冒険者も手伝って散らかされた本の状態をチェックし、その後ジャンル別に分けて書架に片付ける。同時並行で、この後図書館に資料調査に来る予定の仲間のために、オルステッドは職員の1人に頼み、伝承や歴史といった調査に関係ありそうなジャンルの書物を、別室に準備して貰った。一体何が関係してくるか判らない。
修繕室ではギエーリがいつの間にか、両手に本を持って立ち上がり、歩き回りながら熱く朗読を始めている。彼もこの後資料調査にも携わる予定だ。その準備もしなければ、と言っていたのだが、一度燃え上がった興味は冷めるまでにはまだ時間がかかりそうだ。

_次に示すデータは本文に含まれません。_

#[cfg(test)]
mod tests {
    use super::*;
    use pretty_assertions::assert_eq;
    use rstest::rstest;

    const COLUMNS: [&str; 4] = ["ref", "doi", "vol", "pages"];

    fn table(columns: &[&str], rows: &[&[&str]]) -> Table {
        Table::from_text_rows(
            columns.iter().copied(),
            rows.iter().map(|row| row.iter().copied()),
            &Sentinels::default(),
        )
        .unwrap()
    }

    fn store_with(rows: &[&[&str]]) -> RecordStore {
        RecordStore::from_table(table(&COLUMNS, rows), ["ref"]).unwrap()
    }

    #[test]
    fn test_unknown_field_is_patched() {
        let mut store = store_with(&[&["smith 2000 icarus", "x", "4", "x"]]);
        let batch = table(&["ref", "doi"], &[&["smith 2000 icarus", "10.1/abc"]]);
        let report = store.import(&batch, &ImportConfig::default()).unwrap();

        assert_eq!(report.patched_rows, 1);
        assert_eq!(report.patched_fields, 1);
        assert_eq!(report.appended, 0);
        assert_eq!(
            store.table().value(0, "doi"),
            Some(&FieldValue::concrete("10.1/abc"))
        );
    }

    #[test]
    fn test_import_is_idempotent() {
        let mut store = store_with(&[&["smith 2000 icarus", "x", "4", "x"]]);
        let batch = table(
            &["ref", "doi", "pages"],
            &[
                &["smith 2000 icarus", "10.1/abc", "x"],
                &["jones 1999 jgr", "x", "1-9"],
                &["jones 1999 jgr", "10.2/j", "?"],
            ],
        );
        let first = store.import(&batch, &ImportConfig::default()).unwrap();
        assert_eq!(first.appended, 1);
        assert_eq!(first.merged_duplicates, 1);
        let once = store.clone();

        let second = store.import(&batch, &ImportConfig::default()).unwrap();
        assert!(second.is_noop());
        assert_eq!(store, once);
    }

    #[test]
    fn test_store_grows_by_distinct_new_keys() {
        let mut store = store_with(&[&["a 1 b", "x", "x", "x"]]);
        let batch = table(
            &["ref", "vol"],
            &[&["c 2 d", "1"], &["e 3 f", "2"], &["c 2 d", "x"], &["a 1 b", "9"]],
        );
        let report = store.import(&batch, &ImportConfig::default()).unwrap();
        assert_eq!(report.appended, 2);
        assert_eq!(store.len(), 3);
        assert_eq!(store.keys(), &["a 1 b", "c 2 d", "e 3 f"]);
        assert_eq!(store.position("e  3 f"), Some(2));
    }

    #[test]
    fn test_settled_values_are_never_overwritten() {
        let mut store = store_with(&[&["a 1 b", "10.1/a", "x", "x"]]);
        let before = store.clone();
        let batch = table(&["ref", "doi", "vol"], &[&["a 1 b", "10.9/z", "3"]]);
        let result = store.import(&batch, &ImportConfig::default());

        let Err(ReconcileError::InconsistentImport(comparison)) = &result else {
            panic!("expected an inconsistent import, got {result:?}");
        };
        assert_eq!(comparison.mismatches.len(), 1);
        assert_eq!(comparison.mismatches[0].column, "doi");
        assert_eq!(store, before);
    }

    #[test]
    fn test_conflicting_duplicates_leave_store_unchanged() {
        let mut store = store_with(&[]);
        let batch = table(&["ref", "vol"], &[&["a 1 b", "1"], &["c 2 d", "x"], &["a 1 b", "2"]]);
        let result = store.import(&batch, &ImportConfig::default());
        assert!(matches!(result, Err(ReconcileError::ConflictingField { .. })));
        assert!(store.is_empty());
    }

    #[test]
    fn test_appended_rows_use_fill() {
        let mut store = store_with(&[]);
        let config = ImportConfig::new().with_fill(FieldValue::concrete("-"));
        let batch = table(&["ref", "vol"], &[&["a x b", "?"]]);
        store.import(&batch, &config).unwrap();

        let record = store.get("a x b").unwrap();
        assert_eq!(record.get("ref"), Some(&FieldValue::concrete("a x b")));
        assert_eq!(record.get("vol"), Some(&FieldValue::concrete("-")));
        assert_eq!(record.get("doi"), Some(&FieldValue::concrete("-")));

        // The fill counts as a placeholder, so later data still lands.
        let later = table(&["ref", "doi"], &[&["a x b", "10.1/a"]]);
        let report = store.import(&later, &config).unwrap();
        assert_eq!(report.patched_fields, 1);
    }

    #[test]
    fn test_keyless_rows_are_skipped() {
        let mut store = RecordStore::new(["fau", "yr", "doi"], ["fau", "yr"]).unwrap();
        let batch = table(&["fau", "yr", "doi"], &[&["x", "?", "10.1/a"], &["smith", "x", "x"]]);
        let report = store.import(&batch, &ImportConfig::default()).unwrap();
        assert_eq!(report.appended, 1);
        assert!(report.has_notice(|n| *n == Notice::SkippedKeylessRows { count: 1 }));
        assert_eq!(store.key_of(0), Some("smith x"));
        assert_eq!(store.table().value(0, "yr"), Some(&FieldValue::Unknown));
    }

    #[rstest]
    #[case(&["vol"])]
    #[case(&["doi", "pages"])]
    fn test_batch_without_key_column(#[case] columns: &[&str]) {
        let mut store = store_with(&[]);
        let row: Vec<&str> = columns.iter().map(|_| "1").collect();
        let batch = table(columns, &[row.as_slice()]);
        assert_eq!(
            store.import(&batch, &ImportConfig::default()),
            Err(ReconcileError::MissingKeyColumn("ref".to_string()))
        );
    }

    #[test]
    fn test_empty_batch() {
        let mut store = store_with(&[&["a 1 b", "x", "x", "x"]]);
        let report = store
            .import(&Table::new(["ref"]).unwrap(), &ImportConfig::default())
            .unwrap();
        assert_eq!(report, ImportReport::empty_batch());
        assert_eq!(store.len(), 1);
    }

    #[test]
    fn test_store_requires_key_columns() {
        assert_eq!(
            RecordStore::new(["ref", "doi"], Vec::<String>::new()),
            Err(ReconcileError::NoKeyColumns)
        );
        let rows = table(&["ref", "doi"], &[&["a 1 b", "x"]]);
        assert_eq!(
            RecordStore::from_table(rows, Vec::<String>::new()),
            Err(ReconcileError::NoKeyColumns)
        );
    }

    #[rstest]
    #[case("x", ImportConfig::new())]
    #[case("?", ImportConfig::new())]
    #[case("n/a", ImportConfig::new().with_sentinels(Sentinels::new().with_unknown("n/a")))]
    #[case("unclear", ImportConfig::new().with_sentinels(Sentinels::new().with_ambiguous("unclear")))]
    fn test_placeholder_cells_are_patched(#[case] stored: &str, #[case] config: ImportConfig) {
        let mut store = store_with(&[&["a 1 b", stored, "x", "x"]]);
        let batch = table(&["ref", "doi"], &[&["a 1 b", "10.1/a"]]);
        let report = store.import(&batch, &config).unwrap();

        assert_eq!(report.patched_rows, 1);
        assert_eq!(report.patched_fields, 1);
        assert_eq!(store.table().value(0, "doi"), Some(&FieldValue::concrete("10.1/a")));
    }

    #[test]
    fn test_from_table_rejects_duplicate_keys() {
        let rows = table(&COLUMNS, &[&["a 1 b", "x", "x", "x"], &["a  1 b", "x", "2", "x"]]);
        assert_eq!(
            RecordStore::from_table(rows, ["ref"]),
            Err(ReconcileError::DuplicateKey("a 1 b".to_string()))
        );
    }

    #[test]
    fn test_extra_sentinels_apply_per_import() {
        let mut store = store_with(&[&["a 1 b", "n/a", "x", "x"]]);
        let batch = table(&["ref", "doi"], &[&["a 1 b", "10.1/a"]]);

        let strict = store.import(&batch, &ImportConfig::default());
        assert!(matches!(strict, Err(ReconcileError::InconsistentImport(_))));

        let mut config = ImportConfig::new();
        config.add_unknown_token("n/a");
        let report = store.import(&batch, &config).unwrap();
        assert_eq!(report.patched_fields, 1);
    }
}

準備を進める一角に、アレクセイが微笑みながら一冊の本を差し出した。
「これもどうぞ」
「‥‥これは‥‥例の寄贈書‥‥?」
「ええ。エーレさんはあまり内容は覚えていない、と仰っていましたが、一箇所気になる表現がありました」
これです、と指差した部分は、とある英雄譚を子供向けにアレンジした掌編の一節。普通なら読み飛ばすような、些細な表現――事にジ・アースからアトランティスにやってきた者なら、気付かない可能性もある。
『陽が沈むと共に、英雄は立ち上がった。』
ただそれだけ。だがアトランティスの物語としては、それは十分異質だ――なぜなら、この世界に太陽と言うものは存在しない。空に照らすのは陽精霊であり、常に空にあるものだ。陽が沈む、なんて表現は存在しない。
そのアトランティスに伝わる子供向けの掌編に、ありえない表現が存在するのはどういう事か。勿論、この場にその答えを持っている者は存在しなかった。
時ならぬ賊騒ぎ。確かなのはこの騒ぎが解決したと言う事と、冒険者達のおかげで並ならぬスピードで本の修繕が進み、図書館職員一同が嬉しい悲鳴をあげたと言うことだ。
その後、食事に誘われた図書館3人娘がアシュレーと共に夜の街に消えていったのは、また別の物語である。